Perspectives in Photography and Video in the Arabian Gulf. Review of the exhibition in Qatar.
By Isak Berbic | Nov 2007

On October 24, the gallery of the Virginia Commonwealth University School of Arts in Qatar opened a group exhibition showing some of the most interesting artists currently working in the Gulf. The exhibition, carrying the studious title "Self-Representation in the Arabian Gulf, Perspectives in Photography and Video," was curated by Natalie Bailey and Sally Van Gorder, who are both esteemed academics and artists.

Given the serious tendencies that usually accompany art production concerned with self-representation and identity, this exhibition surprisingly carried a lighthearted tone of cool humor, tough attitude, and love for the Arabian Gulf landscape and its iconic cultural artifacts. As conflicting as it is, in an effort to analyze the artifice and construction of representation, role-play is a common strategy in representing the self. Often one needs the gaze of the other to perceive the self. The exhibition included self-portraits and depictions of the desert and the city, utilizing strategies of narrative sequencing as well as iconic singular photographs.

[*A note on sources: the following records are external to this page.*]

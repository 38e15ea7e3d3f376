//! Error taxonomy for the retrieval path.

use reqwest::StatusCode;
use thiserror::Error;

use crate::model::Lookup;

/// Why the network path gave up.
#[derive(Debug, Error)]
pub enum NetworkCause {
    #[error("{0}")]
    Transport(#[from] reqwest::Error),

    #[error("upstream kept answering {0}")]
    Status(StatusCode),
}

#[derive(Debug, Error)]
pub enum WeatherError {
    #[error("configuration error: {0}")]
    Configuration(String),

    #[error("invalid input: {0}")]
    Validation(String),

    #[error("{message}")]
    NotFound { lookup: Lookup, message: String },

    #[error("API error for {lookup} (status {status}): {message}")]
    Api {
        lookup: Lookup,
        status: StatusCode,
        message: String,
    },

    #[error("network error for {lookup} after {attempts} attempt(s): {source}")]
    Network {
        lookup: Lookup,
        attempts: u32,
        #[source]
        source: NetworkCause,
    },
}

impl WeatherError {
    /// The city or coordinates the failed call was about, when known.
    pub fn lookup(&self) -> Option<&Lookup> {
        match self {
            Self::NotFound { lookup, .. }
            | Self::Api { lookup, .. }
            | Self::Network { lookup, .. } => Some(lookup),
            Self::Configuration(_) | Self::Validation(_) => None,
        }
    }

    /// Only a network failure makes falling back to cached data meaningful.
    pub fn is_network(&self) -> bool {
        matches!(self, Self::Network { .. })
    }

    /// One-line message suitable for showing to an end user.
    pub fn user_message(&self) -> String {
        match self {
            Self::Configuration(msg) => format!("The service is not configured: {msg}"),
            Self::Validation(msg) => msg.clone(),
            Self::NotFound { message, .. } => message.clone(),
            Self::Api { message, .. } => {
                format!("The weather service rejected the request: {message}")
            }
            Self::Network { lookup, .. } => {
                format!("Could not reach the weather service for {lookup}. Check your connection.")
            }
        }
    }
}
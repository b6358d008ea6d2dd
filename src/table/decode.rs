use super::ResultTable;
use crate::{Error, Result};
use regex::Regex;
use std::sync::LazyLock;
use tracing::{debug, warn};

static LINE_BREAKS: LazyLock<Regex> =
    LazyLock::new(|| Regex::new(r"(?:\r?\n)+").expect("line break pattern is valid"));
static FIELD_BREAKS: LazyLock<Regex> =
    LazyLock::new(|| Regex::new(r"\t+").expect("field break pattern is valid"));

/// Decodes a tab-delimited response body.
///
/// Lines are split on runs of newlines and fields on runs of tabs. The first
/// line names the columns. The service terminates every line, so the segment
/// after the last newline is normally empty and is dropped; when the body is
/// not newline-terminated the last line is kept rather than lost.
///
/// Fails with [`Error::ResponseFormat`] on an empty body, an empty header,
/// repeated column names, or a row whose field count differs from the header.
pub fn decode(body: &str) -> Result<ResultTable> {
    let mut lines: Vec<&str> = LINE_BREAKS
        .split(body)
        .map(|line| line.strip_suffix('\r').unwrap_or(line))
        .collect();

    if lines.last().is_some_and(|last| last.is_empty()) {
        lines.pop();
    } else if let Some(last) = lines.last() {
        warn!(
            "Response body is not newline-terminated, keeping final line ({} bytes)",
            last.len()
        );
    }

    let Some((header, data)) = lines.split_first() else {
        return Err(Error::response_format("empty response body"));
    };
    if header.is_empty() {
        return Err(Error::response_format("missing header line"));
    }

    let columns = split_fields(header);
    let rows = data.iter().map(|line| split_fields(line)).collect();
    let table = ResultTable::new(columns, rows)?;

    debug!(
        "Decoded table with {} columns and {} rows",
        table.columns().len(),
        table.len()
    );
    Ok(table)
}

fn split_fields(line: &str) -> Vec<String> {
    FIELD_BREAKS.split(line).map(str::to_string).collect()
}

Strategies of representation involved the use of cultural artifacts such as the Hijab, national dress, the "local" cityscape, and the desert. They appear as symbolic props suggesting a sense of local character, whether artifice or reality.

Hassan Meer sits opposite himself at a garden table on the beach, one time dressed in suit and pants, one time in Omani dishdasha. The doubled figure is simultaneously from the past and the present, but only if we choose to see it this way. Hassan examines memory and tradition, which is a state of the present, and positions it in terms of coexistence rather than conflict.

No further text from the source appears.